3. Uluslararası Kozmetik Kongresi Antalya’da Başladı
Kongre'de, kozmetik dünyasındaki minimalist yaklaşımı destekleyen bilimsel gelişmeler, yenilikler, yaklaşımlar ele alınıyor. Yurt içi ve yurt dışından 500 ‘e yakın kozmetik sektörü ve bilim camiasından kişinin katıldığı kongreye, İngiltere, İtalya, Japonya, Taylan, Ukrayna, Portekiz, Hindistan, İsrail gibi ülkelerden de katılımcılar yer alıyor.
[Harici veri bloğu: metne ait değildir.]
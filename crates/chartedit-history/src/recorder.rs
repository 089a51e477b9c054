#![forbid(unsafe_code)]

//! Builder that turns one user gesture into one history entry.
//!
//! Editing commands mutate the document directly and describe what they did
//! to a [`GroupRecorder`]. When the gesture ends, [`GroupRecorder::commit`]
//! hands the accumulated actions to the timeline as a single group, or does
//! nothing if the gesture turned out to be a no-op.
//!
//! ```rust,ignore
//! let mut rec = GroupRecorder::new().with_description("Set sustain");
//! for note in chord {
//!     let edited = note.clone().with_sustain(length);
//!     rec.modify_if_changed(&note.into(), &edited.into());
//! }
//! rec.commit(&mut timeline);
//! ```

use chartedit_model::Entity;

use crate::action::Action;
use crate::clock::Clock;
use crate::group::ActionGroup;
use crate::timeline::Timeline;

/// Accumulates actions for one gesture.
#[derive(Debug, Clone, Default)]
pub struct GroupRecorder {
    actions: Vec<Action>,
    description: Option<String>,
}

impl GroupRecorder {
    #[must_use]
    pub fn new() -> Self {
        Self::default()
    }

    /// Label the resulting group.
    #[must_use]
    pub fn with_description(mut self, description: impl Into<String>) -> Self {
        self.description = Some(description.into());
        self
    }

    /// Record an already-inserted entity.
    pub fn add(&mut self, entity: &Entity) -> &mut Self {
        self.push(Action::add(entity))
    }

    /// Record an already-removed entity.
    pub fn delete(&mut self, entity: &Entity) -> &mut Self {
        self.push(Action::delete(entity))
    }

    /// Record a replacement of `before` by `after`.
    pub fn modify(&mut self, before: &Entity, after: &Entity) -> &mut Self {
        self.push(Action::modify(before, after))
    }

    /// Like [`modify`](Self::modify), skipped when the snapshots are equal.
    pub fn modify_if_changed(&mut self, before: &Entity, after: &Entity) -> &mut Self {
        if before != after {
            self.modify(before, after);
        }
        self
    }

    /// Record every `before` entity as deleted, then every `after` entity
    /// as added. Empty slices contribute nothing.
    pub fn replace_all(&mut self, before: &[Entity], after: &[Entity]) -> &mut Self {
        if let Ok(action) = Action::delete_all(before) {
            self.push(action);
        }
        if let Ok(action) = Action::add_all(after) {
            self.push(action);
        }
        self
    }

    /// Append a prebuilt action.
    pub fn push(&mut self, action: Action) -> &mut Self {
        self.actions.push(action);
        self
    }

    #[must_use]
    pub fn is_empty(&self) -> bool {
        self.actions.is_empty()
    }

    #[must_use]
    pub fn len(&self) -> usize {
        self.actions.len()
    }

    /// The recorded group, or `None` when nothing was recorded.
    #[must_use]
    pub fn finish(self) -> Option<ActionGroup> {
        let group = ActionGroup::new(self.actions).ok()?;
        Some(match self.description {
            Some(description) => group.with_description(description),
            None => group,
        })
    }

    /// Insert the recorded group into `timeline`. Returns `false` and leaves
    /// the timeline untouched when nothing was recorded.
    pub fn commit<C: Clock>(self, timeline: &mut Timeline<C>) -> bool {
        match self.finish() {
            Some(group) => {
                timeline.insert(group);
                true
            }
            None => {
                tracing::trace!(target: "chartedit.history", "empty gesture not recorded");
                false
            }
        }
    }
}

#[cfg(test)]
mod tests {
    use super::*;
    use crate::action::ActionKind;
    use crate::clock::ManualClock;
    use crate::config::HistoryConfig;
    use crate::context::EditorSession;
    use chartedit_model::{Document, Fret, Note, NoteFlags};

    fn timeline() -> Timeline<ManualClock> {
        Timeline::with_clock(HistoryConfig::default(), ManualClock::new())
    }

    fn chord(position: u32, frets: &[Fret]) -> Vec<Entity> {
        frets
            .iter()
            .map(|&f| Entity::from(Note::new(position, f)))
            .collect()
    }

    /// Apply a sustain edit to every note of the chord at `position`,
    /// recording only notes whose length changes.
    fn set_chord_sustain(doc: &mut Document, rec: &mut GroupRecorder, position: u32, length: u32) {
        let before: Vec<Entity> = doc
            .chart
            .chord_at(position)
            .into_iter()
            .cloned()
            .map(Entity::from)
            .collect();
        for entity in before {
            let Some(note) = entity.as_note() else {
                continue;
            };
            let after = Entity::from(note.clone().with_sustain(length));
            doc.insert(after.clone());
            rec.modify_if_changed(&entity, &after);
        }
    }

    #[test]
    fn empty_recorder_commits_nothing() {
        let mut t = timeline();
        assert!(GroupRecorder::new().finish().is_none());
        assert!(!GroupRecorder::new().commit(&mut t));
        assert!(t.is_empty());
    }

    #[test]
    fn unchanged_modify_is_skipped() {
        let n = Entity::from(Note::new(0, Fret::Red));
        let mut rec = GroupRecorder::new();
        rec.modify_if_changed(&n, &n.clone());
        assert!(rec.is_empty());
    }

    #[test]
    fn sustain_edit_records_only_changed_chord_notes() {
        let mut doc: Document = chord(96, &[Fret::Green, Fret::Red])
            .into_iter()
            .collect();
        // Red already has the target length.
        doc.insert(Entity::from(Note::new(96, Fret::Red).with_sustain(48)));
        let original = doc.clone();

        let mut rec = GroupRecorder::new().with_description("Set sustain");
        set_chord_sustain(&mut doc, &mut rec, 96, 48);
        assert_eq!(rec.len(), 1);

        let mut t = timeline();
        assert!(rec.commit(&mut t));
        assert_eq!(t.next_undo_description(), Some("Set sustain"));

        let mut session = EditorSession::new(doc);
        assert!(t.undo(&mut session));
        assert_eq!(session.document, original);
    }

    #[test]
    fn note_type_edit_replaces_whole_chord() {
        let before = chord(192, &[Fret::Yellow, Fret::Blue]);
        let after: Vec<Entity> = before
            .iter()
            .filter_map(Entity::as_note)
            .map(|n| Entity::from(n.clone().with_flags(NoteFlags::TAP)))
            .collect();
        let original: Document = before.iter().cloned().collect();

        let mut doc = original.clone();
        for e in &before {
            doc.remove(e);
        }
        for e in &after {
            doc.insert(e.clone());
        }

        let mut rec = GroupRecorder::new();
        rec.replace_all(&before, &after);
        let group = rec.finish().unwrap();
        assert_eq!(group.len(), 2);
        assert_eq!(group.actions()[0].kind(), ActionKind::Delete);
        assert_eq!(group.actions()[1].kind(), ActionKind::Add);

        let mut t = timeline();
        t.insert(group);
        let mut session = EditorSession::new(doc);
        t.undo(&mut session);
        assert_eq!(session.document, original);
        t.redo(&mut session);
        assert_eq!(
            session.document.find(&before[0]).and_then(Entity::as_note).map(|n| n.flags),
            Some(NoteFlags::TAP)
        );
    }

    #[test]
    fn replace_all_with_empty_sides() {
        let mut rec = GroupRecorder::new();
        rec.replace_all(&[], &[]);
        assert!(rec.is_empty());
        rec.replace_all(&[], &chord(0, &[Fret::Open]));
        assert_eq!(rec.len(), 1);
    }

    #[test]
    fn chained_recording() {
        let a = Entity::from(Note::new(0, Fret::Green));
        let b = Entity::from(Note::new(0, Fret::Green).with_sustain(10));
        let mut rec = GroupRecorder::new();
        rec.add(&a).modify(&a, &b).delete(&b);
        let group = rec.finish().unwrap();
        assert_eq!(group.description(), "Add");
        assert_eq!(group.len(), 3);
    }
}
Kilis 7 Aralık Üniversitesi Gıda Mühendisliği Bölümünden Prof. Dr. Nazım Şekeroğlu, Antalya'da düzenlenen "3. Uluslararası Kozmetik Kongresi" çerçevesinde gazetecilere yaptığı açıklamada, Türkiye'de bulunan 10 binin üzerinde bitki türünün üçte birinin endemik olduğunu söyledi. Türkiye'nin coğrafi konumu, kozmopolit önemi, İpek ve Baharat yolları gibi rotalardan dolayı etnobotanik bilgi birikimiyle ön plana çıktığını belirten Şekeroğlu, "Türkiye bitkisel ürünler konusunda Çin, Hindistan, Uzakdoğu ve Güney Amerika gibi ülkelerle yarışır konuma geldi çünkü bitki zenginliğimiz var" diye konuştu. Özellikle kozmetik alanında çuvallarla yurt dışına gönderilen bitkilerin, parfüm, krem olarak 50-100 katı fiyatla satın alındığını vurgulayan Şekeroğlu, bunun da Türkiye'de üretilmesi gerektiğini vurguladı.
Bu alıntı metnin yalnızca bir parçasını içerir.